**Records supplied:**
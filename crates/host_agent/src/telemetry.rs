//! Host resource sampling for check-in heartbeats.

use chrono::Utc;
use std::sync::Arc;
use sysinfo::System;
use tokio::sync::RwLock;
use weaver_types::wire::ResourceUsage;

/// Most recent sample, shared between the telemetry and check-in loops
pub type LatestUsage = Arc<RwLock<ResourceUsage>>;

pub struct UsageSampler {
    system: System,
    cpu_count: usize,
}

impl UsageSampler {
    pub fn new() -> Self {
        let mut system = System::new();
        // CPU usage is a delta: prime the first measurement
        system.refresh_cpu();
        Self {
            system,
            cpu_count: num_cpus::get(),
        }
    }

    pub fn sample(&mut self) -> ResourceUsage {
        self.system.refresh_cpu();
        self.system.refresh_memory();
        ResourceUsage {
            cpu_percent: self.system.global_cpu_info().cpu_usage(),
            cpu_count: self.cpu_count,
            memory_used_bytes: self.system.used_memory(),
            memory_total_bytes: self.system.total_memory(),
            sampled_at: Some(Utc::now()),
        }
    }
}

impl Default for UsageSampler {
    fn default() -> Self {
        Self::new()
    }
}

#[cfg(test)]
mod tests {
    use super::*;

    #[test]
    fn test_sample_reports_host() {
        let mut sampler = UsageSampler::new();
        let usage = sampler.sample();
        assert!(usage.cpu_count >= 1);
        assert!(usage.memory_total_bytes > 0);
        assert!(usage.memory_used_bytes <= usage.memory_total_bytes);
        assert!(usage.sampled_at.is_some());
    }
}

**Problem to work on:** Set out, exactly as written, the lines from the line with "impl Default for" to the last line of the records, inclusive, and only those lines.

**Solved problem:**
impl Default for UsageSampler {
    fn default() -> Self {
        Self::new()
    }
}

#[cfg(test)]
mod tests {
    use super::*;

    #[test]
    fn test_sample_reports_host() {
        let mut sampler = UsageSampler::new();
        let usage = sampler.sample();
        assert!(usage.cpu_count >= 1);
        assert!(usage.memory_total_bytes > 0);
        assert!(usage.memory_used_bytes <= usage.memory_total_bytes);
        assert!(usage.sampled_at.is_some());
    }
}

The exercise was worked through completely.